Wanneer een kersenboom last heeft van loodglans dan zitten er paarse zwammen op de boom. Door deze zwam zullen de takken ook bruinpaars kleuren en de bladeren zullen een grijsgroene kleur krijgen. Loodglans wordt tegengegaan door dood hout altijd af te snoeien. Bovendien is het verstandig om zo min mogelijk dood hout in de buurt van de boom te bewaren, de zwam vestigt zich namelijk alleen maar op dood hout. Wanneer een boom de loodglansziekte heeft, moeten de betreffende takken worden verwijderd en weggebracht worden. Wanneer een kers helemaal onder de zwammen zit, is het vaak te laat.
Van vruchtboomkanker is sprake als er een specifieke zwam via wonden, die bijvoorbeeld ontstaan zijn door het snoeien, de boom binnendringt. Door deze zwam zal de bast gaan scheuren, waardoor er wondweefsel ontstaat. Voordat dit echter gebeurd, is de tak waar de bast scheurt vaak al doodgegaan. Om vruchtboomkanker tegen te gaan, moet er afwisselend bemest worden en moet de kersenboom niet op een zure grond staan. Kalk is een goede bestrijder van een zure grond.

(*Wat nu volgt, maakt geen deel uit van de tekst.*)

//! Discretize free windows into fixed-length candidate slots.

use chrono::{DateTime, Duration, DurationRound, Utc};
use chrono_tz::Tz;

use crate::types::{CandidateSlot, FreeWindow};

/// Round an instant up to the next whole minute; whole minutes are unchanged.
pub fn ceil_to_minute(t: DateTime<Utc>) -> DateTime<Utc> {
    match t.duration_trunc(Duration::minutes(1)) {
        Ok(floor) if floor == t => t,
        Ok(floor) => floor + Duration::minutes(1),
        Err(_) => t,
    }
}

/// The effective step: the requested one when positive, otherwise the duration.
pub fn effective_step(duration_minutes: i64, step_minutes: Option<i64>) -> i64 {
    match step_minutes {
        Some(step) if step > 0 => step,
        _ => duration_minutes,
    }
}

/// Generate candidate slots of `duration_minutes` every `step_minutes` inside
/// each free window, localized to `tz`.
///
/// Slots keep window order and are chronological within a window. A
/// non-positive duration, or one longer than every free window, yields no
/// slots; a missing or non-positive step produces back-to-back slots.
pub fn generate_slots(
    free: &[FreeWindow],
    duration_minutes: i64,
    step_minutes: Option<i64>,
    tz: &Tz,
) -> Vec<CandidateSlot> {
    let longest = free.iter().map(|w| w.duration_minutes).max().unwrap_or(0);
    if duration_minutes <= 0 || duration_minutes > longest {
        return Vec::new();
    }
    let Some(duration) = Duration::try_minutes(duration_minutes) else {
        return Vec::new();
    };
    // A step longer than any window can only ever yield one slot per window.
    let step_minutes = effective_step(duration_minutes, step_minutes).min(longest + 1);
    let Some(step) = Duration::try_minutes(step_minutes) else {
        return Vec::new();
    };

    let mut slots = Vec::new();
    for window in free {
        let mut current = ceil_to_minute(window.start);
        while let Some(end) = current.checked_add_signed(duration) {
            if end > window.end {
                break;
            }
            slots.push(CandidateSlot {
                start: current.with_timezone(tz),
                end: end.with_timezone(tz),
            });
            match current.checked_add_signed(step) {
                Some(next) => current = next,
                None => break,
            }
        }
    }
    slots
}
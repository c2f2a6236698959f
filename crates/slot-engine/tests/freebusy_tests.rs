//! Tests for busy-interval merging and free-window extraction.

use chrono::{DateTime, TimeZone, Utc};
use slot_engine::freebusy::free_windows;
use slot_engine::merge::{clip_to_window, merge_busy_intervals};
use slot_engine::{BusyInterval, WorkingWindow};

/// Helper: an instant on 2026-03-16 (UTC).
fn at(hour: u32, min: u32) -> DateTime<Utc> {
    Utc.with_ymd_and_hms(2026, 3, 16, hour, min, 0).unwrap()
}

fn busy(sh: u32, sm: u32, eh: u32, em: u32) -> BusyInterval {
    BusyInterval::new(at(sh, sm), at(eh, em)).unwrap()
}

/// The default 08:00-21:00 working window in UTC.
fn window() -> WorkingWindow {
    WorkingWindow {
        start: at(8, 0),
        end: at(21, 0),
    }
}

// ---------------------------------------------------------------------------
// Merging
// ---------------------------------------------------------------------------

#[test]
fn non_positive_intervals_are_rejected() {
    assert!(BusyInterval::new(at(9, 0), at(9, 0)).is_none());
    assert!(BusyInterval::new(at(10, 0), at(9, 0)).is_none());
}

#[test]
fn overlapping_intervals_merge() {
    let merged = merge_busy_intervals(&[busy(9, 0, 10, 0), busy(9, 30, 10, 30)], &window(), 0);
    assert_eq!(merged, vec![busy(9, 0, 10, 30)]);
}

#[test]
fn touching_intervals_merge() {
    let merged = merge_busy_intervals(&[busy(10, 0, 11, 0), busy(9, 0, 10, 0)], &window(), 0);
    assert_eq!(merged, vec![busy(9, 0, 11, 0)]);
}

#[test]
fn contained_interval_is_absorbed() {
    let merged = merge_busy_intervals(&[busy(9, 0, 12, 0), busy(10, 0, 11, 0)], &window(), 0);
    assert_eq!(merged, vec![busy(9, 0, 12, 0)]);
}

#[test]
fn separate_intervals_stay_separate_and_sorted() {
    let merged = merge_busy_intervals(
        &[busy(14, 0, 15, 0), busy(9, 0, 10, 0), busy(11, 0, 12, 0)],
        &window(),
        0,
    );
    assert_eq!(
        merged,
        vec![busy(9, 0, 10, 0), busy(11, 0, 12, 0), busy(14, 0, 15, 0)]
    );
}

#[test]
fn intervals_are_clipped_to_the_window() {
    let input = [
        busy(6, 0, 9, 0),   // starts before
        busy(20, 0, 23, 0), // ends after
        busy(1, 0, 7, 0),   // entirely before
        busy(21, 0, 22, 0), // starts exactly at window end
    ];
    let clipped = clip_to_window(&input, &window());
    assert_eq!(clipped, vec![busy(8, 0, 9, 0), busy(20, 0, 21, 0)]);

    let merged = merge_busy_intervals(&input, &window(), 0);
    assert_eq!(merged, vec![busy(8, 0, 9, 0), busy(20, 0, 21, 0)]);
}

#[test]
fn input_order_does_not_matter() {
    let a = [busy(9, 0, 10, 0), busy(9, 45, 11, 0), busy(13, 0, 14, 0)];
    let b = [busy(13, 0, 14, 0), busy(9, 45, 11, 0), busy(9, 0, 10, 0)];
    assert_eq!(
        merge_busy_intervals(&a, &window(), 0),
        merge_busy_intervals(&b, &window(), 0)
    );
}

#[test]
fn empty_input_merges_to_nothing() {
    assert!(merge_busy_intervals(&[], &window(), 0).is_empty());
}

// ---------------------------------------------------------------------------
// Free windows
// ---------------------------------------------------------------------------

#[test]
fn no_busy_means_whole_window_free() {
    let free = free_windows(&window(), &[]);
    assert_eq!(free.len(), 1);
    assert_eq!(free[0].start, at(8, 0));
    assert_eq!(free[0].end, at(21, 0));
    assert_eq!(free[0].duration_minutes, 780);
}

#[test]
fn gaps_before_between_and_after() {
    let merged = [busy(9, 0, 10, 0), busy(14, 0, 15, 0)];
    let free = free_windows(&window(), &merged);

    assert_eq!(free.len(), 3);
    assert_eq!((free[0].start, free[0].end), (at(8, 0), at(9, 0)));
    assert_eq!((free[1].start, free[1].end), (at(10, 0), at(14, 0)));
    assert_eq!((free[2].start, free[2].end), (at(15, 0), at(21, 0)));
    assert_eq!(free[1].duration_minutes, 240);
}

#[test]
fn busy_at_window_edges_leaves_no_edge_gaps() {
    let merged = [busy(8, 0, 9, 0), busy(20, 0, 21, 0)];
    let free = free_windows(&window(), &merged);
    assert_eq!(free.len(), 1);
    assert_eq!((free[0].start, free[0].end), (at(9, 0), at(20, 0)));
}

#[test]
fn fully_busy_window_has_no_free_time() {
    let free = free_windows(&window(), &[busy(8, 0, 21, 0)]);
    assert!(free.is_empty());
}

#[test]
fn empty_window_has_no_free_time() {
    let inverted = WorkingWindow {
        start: at(21, 0),
        end: at(8, 0),
    };
    assert!(free_windows(&inverted, &[]).is_empty());
}

#[test]
fn free_and_busy_tile_the_window() {
    let merged = merge_busy_intervals(
        &[busy(7, 0, 9, 30), busy(12, 0, 13, 0), busy(12, 30, 14, 0), busy(20, 15, 22, 0)],
        &window(),
        0,
    );
    let free = free_windows(&window(), &merged);

    let busy_minutes: i64 = merged.iter().map(|b| (b.end - b.start).num_minutes()).sum();
    let free_minutes: i64 = free.iter().map(|f| f.duration_minutes).sum();
    assert_eq!(busy_minutes + free_minutes, window().duration_minutes());
}
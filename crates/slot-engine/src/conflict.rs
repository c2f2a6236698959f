//! Detect busy intervals that overlap a chosen slot.
//!
//! Adjacent intervals (one ends exactly when the other starts) are NOT conflicts.

use chrono::{DateTime, Utc};

use crate::types::{BusyInterval, CandidateSlot};

/// A busy interval overlapping a slot.
#[derive(Debug, Clone, PartialEq)]
pub struct Conflict {
    pub busy: BusyInterval,
    pub overlap_minutes: i64,
}

/// Find every busy interval overlapping `[start, end)`.
///
/// Two intervals overlap when `a.start < b.end && b.start < a.end`.
pub fn find_conflicts(
    start: DateTime<Utc>,
    end: DateTime<Utc>,
    busy: &[BusyInterval],
) -> Vec<Conflict> {
    busy.iter()
        .filter(|b| start < b.end && b.start < end)
        .map(|b| Conflict {
            busy: *b,
            overlap_minutes: (end.min(b.end) - start.max(b.start)).num_minutes(),
        })
        .collect()
}

/// Find every busy interval overlapping a candidate slot.
pub fn slot_conflicts(slot: &CandidateSlot, busy: &[BusyInterval]) -> Vec<Conflict> {
    find_conflicts(slot.start_utc(), slot.end_utc(), busy)
}
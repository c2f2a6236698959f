//! Busy-data sources: the seam to the external calendar provider.

use std::collections::HashMap;

use crate::error::CollaboratorError;
use crate::normalize::RawBusyEntry;
use crate::types::DayWindow;

/// Fetches one participant's raw busy entries for a day.
///
/// Implementations own credential handling; by the time `fetch_busy` is called
/// the source must already hold whatever access it needs, or fail.
pub trait BusySource {
    fn fetch_busy(
        &self,
        participant: &str,
        day: &DayWindow,
    ) -> Result<Vec<RawBusyEntry>, CollaboratorError>;
}

impl<S: BusySource + ?Sized> BusySource for &S {
    fn fetch_busy(
        &self,
        participant: &str,
        day: &DayWindow,
    ) -> Result<Vec<RawBusyEntry>, CollaboratorError> {
        (**self).fetch_busy(participant, day)
    }
}

/// Busy data held in memory, keyed by participant.
///
/// Entries are returned as stored, regardless of the requested day; the
/// pipeline clips them to the working window. Unknown participants fail.
#[derive(Debug, Clone, Default)]
pub struct InMemoryBusySource {
    entries: HashMap<String, Vec<RawBusyEntry>>,
}

impl InMemoryBusySource {
    pub fn new() -> Self {
        Self::default()
    }

    pub fn insert(&mut self, participant: impl Into<String>, entries: Vec<RawBusyEntry>) {
        self.entries.entry(participant.into()).or_default().extend(entries);
    }

    pub fn with(mut self, participant: impl Into<String>, entries: Vec<RawBusyEntry>) -> Self {
        self.insert(participant, entries);
        self
    }
}

impl BusySource for InMemoryBusySource {
    fn fetch_busy(
        &self,
        participant: &str,
        _day: &DayWindow,
    ) -> Result<Vec<RawBusyEntry>, CollaboratorError> {
        self.entries
            .get(participant)
            .cloned()
            .ok_or_else(|| format!("unknown participant '{}'", participant).into())
    }
}
//! Benchmark: full slot computation for a busy team day.

use std::hint::black_box;

use chrono::{Duration, NaiveDate, TimeZone, Utc};
use criterion::{criterion_group, criterion_main, Criterion};
use slot_engine::{compute_slots, ParticipantBusy, RawBusyEntry, SlotQuery};

/// Twenty participants, each with a dozen staggered meetings.
fn team_day() -> Vec<ParticipantBusy> {
    let base = Utc.with_ymd_and_hms(2026, 3, 16, 4, 0, 0).unwrap();
    (0..20)
        .map(|p| {
            let entries = (0..12)
                .map(|i| {
                    let start = base + Duration::minutes(p * 7 + i * 75);
                    let end = start + Duration::minutes(25 + (p + i) % 4 * 10);
                    RawBusyEntry::new(start.to_rfc3339(), end.to_rfc3339())
                })
                .collect();
            ParticipantBusy::new(format!("user{}@example.com", p), entries)
        })
        .collect()
}

fn bench_compute_slots(c: &mut Criterion) {
    let busy = team_day();
    let query = SlotQuery::new(NaiveDate::from_ymd_opt(2026, 3, 16).unwrap(), 15)
        .step(5)
        .timezone("Asia/Tehran");

    c.bench_function("compute_slots/20x12", |b| {
        b.iter(|| compute_slots(black_box(&busy), black_box(&query)))
    });
}

criterion_group!(benches, bench_compute_slots);
criterion_main!(benches);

Dat je je kersenboom op een goede manier snoeit is erg belangrijk. Kersenbomen die niet (goed) gesnoeid zijn zullen veel minder vruchten dragen die bovendien minder dik en minder rijp zijn. Gesnoeide bomen zijn ook nog eens gemakkelijker te plukken en zullen langer gezond blijven. Naast deze voordelen van snoeien, is het snoeien van de kersenboom ook erg belangrijk bij het tegengaan van ziektes. Zieke takken moeten bijvoorbeeld afgeknipt worden om te voorkomen dat de boom in zijn geheel doodgaat
Snoeien kan het beste in augustus, een aantal weken na de oogst, gebeuren. De kersenboom heeft dan meer kracht om te herstellen. Daarnaast kan de boom ook nog voor de bloei gesnoeid worden, dit zal de kwaliteit van de vruchten verbeteren en bovendien de boom minder vatbaar maken voor ziektes. Als een kersenboom zieke takken heeft, kunnen die gedurende het hele jaar verwijderd worden.
Het eerste jaar snoei je een groot aantal van de twijgen weg, die zijn er namelijk vaak in overvloed. 3 tot 4 twijgen kunnen vervolgens behouden worden, die moeten allemaal zover mogelijk van elkaar vandaan staan en uit elkaar kunnen groeien. Buig deze twijgen zo'n 80 graden. Wanneer je kersenboom twijgen heeft die lager zitten dan 50 cm, dan moeten die verwijderd worden.
Wanneer een boom weinig vertakkingen heeft, kan er gekozen worden om nieuw vruchthout te laten ontstaan door te kerven in de stam. Met een (schoon!) mes moet er een snede gemaakt worden boven een aantal knoppen. Vanzelf zal dan nieuw vruchthout ontstaan. In augustus kunnen de scheuten tot 15 cm ingekort worden. Wanneer je jongere twijgen hebt, kun je deze van elkaar afduwen.
Na 4 jaar zal de kersenboom de juiste vorm hebben. Vanaf dan hoeft de boom alleen nog maar regelmatig onderhouden te worden. Wanneer takken te steil groeien, moeten deze tot ongeveer 15 cm afgesnoeid worden. Te dikke zijtakken moeten ook tot een stomp gesnoeid worden. Snoei nooit teveel takken in één keer, oudere kersenbomen kunnen jaarlijks twee tot maximaal drie vruchttakken kwijt raken.